Et d'une main ferme, elle prit au hasard un des flacons...

Depuis son entrée à la Borderie, Mme Blanche n'avait pas, on peut le dire, conscience de ses actes. La haine a des égarements qui troublent le cerveau comme les vapeurs de l'alcool.

Mais l'impression terrible qu'elle ressentit au contact du verre dissipa son ivresse; elle rentra en pleine possession de soi, la faculté de délibérer lui revint...

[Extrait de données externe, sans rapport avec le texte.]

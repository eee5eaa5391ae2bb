//! Configuration store endpoints

use axum::extract::{Multipart, Path, State};
use axum::http::StatusCode;
use axum::Json;
use serde_json::json;
use uuid::Uuid;

use opendsc_core::naming::{normalize_relative_path, validate_name};
use opendsc_core::version::Version;
use opendsc_core::Error;
use opendsc_storage::postgres::auth::LEVEL_MANAGE;
use opendsc_storage::postgres::configurations::{ConfigurationRow, NewFile};

use crate::auth::identity::Operator;
use crate::auth::permissions::{require_global, require_resource, Level, ResourceKind};
use crate::error::{ApiError, ApiResult};
use crate::state::AppState;

/// Parsed multipart payload of a configuration upload
struct UploadPayload {
    fields: std::collections::HashMap<String, String>,
    files: Vec<(String, Vec<u8>)>,
}

async fn read_multipart(mut multipart: Multipart) -> Result<UploadPayload, ApiError> {
    let mut fields = std::collections::HashMap::new();
    let mut files = Vec::new();

    while let Some(part) = multipart
        .next_field()
        .await
        .map_err(|e| ApiError(Error::Validation(format!("multipart: {}", e))))?
    {
        let name = part.name().unwrap_or_default().to_string();
        if name == "files" {
            let path = part
                .file_name()
                .ok_or_else(|| ApiError(Error::Validation("file part without a filename".into())))?
                .to_string();
            let bytes = part
                .bytes()
                .await
                .map_err(|e| ApiError(Error::Validation(format!("multipart: {}", e))))?;
            files.push((path, bytes.to_vec()));
        } else {
            let value = part
                .text()
                .await
                .map_err(|e| ApiError(Error::Validation(format!("multipart: {}", e))))?;
            fields.insert(name, value);
        }
    }

    Ok(UploadPayload { fields, files })
}

/// Validate paths, store bytes, and build file rows
async fn store_files(
    state: &AppState,
    files: &[(String, Vec<u8>)],
) -> Result<Vec<NewFile>, ApiError> {
    if files.is_empty() {
        return Err(ApiError(Error::Validation("at least one file is required".into())));
    }

    let mut rows = Vec::with_capacity(files.len());
    for (raw_path, bytes) in files {
        let path = normalize_relative_path(raw_path)?;
        let content_hash = state.content.put(bytes).await?;
        rows.push(NewFile {
            path,
            content_hash,
            size_bytes: bytes.len() as i64,
        });
    }
    Ok(rows)
}

fn require_field<'a>(payload: &'a UploadPayload, name: &str) -> Result<&'a str, ApiError> {
    payload
        .fields
        .get(name)
        .map(String::as_str)
        .ok_or_else(|| ApiError(Error::Validation(format!("field {} is required", name))))
}

fn parse_version(raw: &str) -> Result<Version, ApiError> {
    raw.parse::<Version>().map_err(ApiError)
}

/// `GET /configurations`
pub async fn list(
    State(state): State<AppState>,
    operator: Operator,
) -> ApiResult<Json<serde_json::Value>> {
    // Listing filters to what the caller may read.
    let mut visible: Vec<ConfigurationRow> = Vec::new();
    for configuration in state.repos.configurations.list().await? {
        let allowed = require_resource(
            &state,
            &operator.claims,
            ResourceKind::Configuration,
            configuration.id,
            Level::Read,
        )
        .await
        .is_ok();
        if allowed {
            visible.push(configuration);
        }
    }
    Ok(Json(json!({ "configurations": visible })))
}

/// `POST /configurations`: create a configuration with its initial version
pub async fn create(
    State(state): State<AppState>,
    operator: Operator,
    multipart: Multipart,
) -> ApiResult<(StatusCode, Json<serde_json::Value>)> {
    require_global(&operator.claims, "configurations.create")?;

    let payload = read_multipart(multipart).await?;
    let name = require_field(&payload, "name")?.to_string();
    validate_name(&name)?;
    let entry_point = require_field(&payload, "entryPoint")?.to_string();
    let description = payload.fields.get("description").cloned().unwrap_or_default();
    let version = parse_version(require_field(&payload, "version")?)?;
    let is_draft = payload
        .fields
        .get("isDraft")
        .map(|v| v == "true")
        .unwrap_or(true);
    let is_server_managed = payload
        .fields
        .get("isServerManaged")
        .map(|v| v == "true")
        .unwrap_or(true);

    if !payload.files.iter().any(|(path, _)| path == &entry_point) {
        return Err(ApiError(Error::Validation(format!(
            "entry point {} is not among the uploaded files",
            entry_point
        ))));
    }

    let files = store_files(&state, &payload.files).await?;

    let configuration = state
        .repos
        .configurations
        .create(&name, &description, &entry_point, is_server_managed)
        .await?;
    let created = state
        .repos
        .configurations
        .create_version(
            configuration.id,
            &version.to_string(),
            is_draft,
            &operator.claims.username,
            &files,
        )
        .await?;

    // The creator manages what they created.
    state
        .repos
        .auth
        .grant_resource_permission(
            operator.claims.user_id,
            "User",
            ResourceKind::Configuration.as_str(),
            configuration.id,
            LEVEL_MANAGE,
        )
        .await?;

    tracing::info!(name = %name, version = %created.version, "configuration created");

    Ok((
        StatusCode::CREATED,
        Json(json!({"configuration": configuration, "version": created})),
    ))
}

/// `DELETE /configurations/{name}`: only when no version is assigned
pub async fn remove(
    State(state): State<AppState>,
    Path(name): Path<String>,
    operator: Operator,
) -> ApiResult<StatusCode> {
    let configuration = lookup(&state, &name).await?;
    require_resource(
        &state,
        &operator.claims,
        ResourceKind::Configuration,
        configuration.id,
        Level::Manage,
    )
    .await?;

    state.repos.configurations.delete(configuration.id).await?;
    Ok(StatusCode::NO_CONTENT)
}

/// `GET /configurations/{name}/versions`
pub async fn list_versions(
    State(state): State<AppState>,
    Path(name): Path<String>,
    operator: Operator,
) -> ApiResult<Json<serde_json::Value>> {
    let configuration = lookup(&state, &name).await?;
    require_resource(
        &state,
        &operator.claims,
        ResourceKind::Configuration,
        configuration.id,
        Level::Read,
    )
    .await?;

    let versions = state.repos.configurations.list_versions(configuration.id).await?;
    Ok(Json(json!({ "versions": versions })))
}

/// `POST /configurations/{name}/versions`
pub async fn create_version(
    State(state): State<AppState>,
    Path(name): Path<String>,
    operator: Operator,
    multipart: Multipart,
) -> ApiResult<(StatusCode, Json<serde_json::Value>)> {
    let configuration = lookup(&state, &name).await?;
    require_resource(
        &state,
        &operator.claims,
        ResourceKind::Configuration,
        configuration.id,
        Level::Modify,
    )
    .await?;

    let payload = read_multipart(multipart).await?;
    let version = parse_version(require_field(&payload, "version")?)?;
    let is_draft = payload
        .fields
        .get("isDraft")
        .map(|v| v == "true")
        .unwrap_or(true);

    if !payload
        .files
        .iter()
        .any(|(path, _)| path == &configuration.entry_point)
    {
        return Err(ApiError(Error::Validation(format!(
            "entry point {} is not among the uploaded files",
            configuration.entry_point
        ))));
    }

    let files = store_files(&state, &payload.files).await?;
    let created = state
        .repos
        .configurations
        .create_version(
            configuration.id,
            &version.to_string(),
            is_draft,
            &operator.claims.username,
            &files,
        )
        .await?;

    tracing::info!(name = %name, version = %created.version, "configuration version uploaded");

    Ok((StatusCode::CREATED, Json(json!({ "version": created }))))
}

/// `PUT /configurations/{name}/versions/{version}/publish`
pub async fn publish(
    State(state): State<AppState>,
    Path((name, version)): Path<(String, String)>,
    operator: Operator,
) -> ApiResult<Json<serde_json::Value>> {
    let configuration = lookup(&state, &name).await?;
    require_resource(
        &state,
        &operator.claims,
        ResourceKind::Configuration,
        configuration.id,
        Level::Modify,
    )
    .await?;

    let published = state
        .repos
        .configurations
        .publish_version(configuration.id, &version)
        .await?;
    Ok(Json(json!({ "version": published })))
}

/// `PUT /configurations/{name}/versions/{version}/archive`
pub async fn archive(
    State(state): State<AppState>,
    Path((name, version)): Path<(String, String)>,
    operator: Operator,
) -> ApiResult<StatusCode> {
    let configuration = lookup(&state, &name).await?;
    require_resource(
        &state,
        &operator.claims,
        ResourceKind::Configuration,
        configuration.id,
        Level::Modify,
    )
    .await?;

    state
        .repos
        .configurations
        .archive_version(configuration.id, &version)
        .await?;
    Ok(StatusCode::NO_CONTENT)
}

/// `DELETE /configurations/{name}/versions/{version}`: blocked if in use
pub async fn delete_version(
    State(state): State<AppState>,
    Path((name, version)): Path<(String, String)>,
    operator: Operator,
) -> ApiResult<StatusCode> {
    let configuration = lookup(&state, &name).await?;
    require_resource(
        &state,
        &operator.claims,
        ResourceKind::Configuration,
        configuration.id,
        Level::Manage,
    )
    .await?;

    let row = state
        .repos
        .configurations
        .get_version(configuration.id, &version)
        .await?
        .ok_or_else(|| ApiError(Error::NotFound(format!("version {}", version))))?;

    // In-use protection: the same computation retention relies on.
    let assignments = state.repos.nodes.list_assignments().await?;
    let mut versions = Vec::new();
    for config in state.repos.configurations.list().await? {
        versions.extend(state.repos.configurations.list_versions(config.id).await?);
    }
    let mut composite_versions = Vec::new();
    for composite in state.repos.composites.list().await? {
        composite_versions.extend(state.repos.composites.list_versions(composite.id).await?);
    }
    let composite_items = state.repos.composites.list_all_items().await?;
    let in_use = crate::services::retention::in_use_versions(
        &assignments,
        &versions,
        &composite_versions,
        &composite_items,
    );
    if in_use.contains(&row.id) {
        return Err(ApiError(Error::Conflict(format!(
            "version {} is in use and cannot be deleted",
            version
        ))));
    }

    state.repos.configurations.delete_version(row.id).await?;
    Ok(StatusCode::NO_CONTENT)
}

async fn lookup(state: &AppState, name: &str) -> Result<ConfigurationRow, ApiError> {
    state
        .repos
        .configurations
        .get_by_name(name)
        .await?
        .ok_or_else(|| ApiError(Error::NotFound(format!("configuration {}", name))))
}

Et la preuve, c'est que sa première pensée fut celle-ci:

—J'ignore jusqu'au nom de ce poison que je tiens... Quelle dose en dois-je mettre? En faut-il beaucoup ou très-peu?...

Elle déboucha le flacon non sans peine, et versa quelque peu de son contenu dans le creux de sa main.

C'était une poudre blanche, très-fine, scintillante comme s'il s'y fût trouvé de la poussière de verre, et ressemblant beaucoup à du sucre pilé.

—Serait-ce vraiment du sucre? pensa Mme Blanche.

Résolue à s'en assurer, elle mouilla légèrement le bout de son doigt et prit quelques atomes de cette poudre blanche, qu'elle posa sur sa langue et qu'elle cracha aussitôt.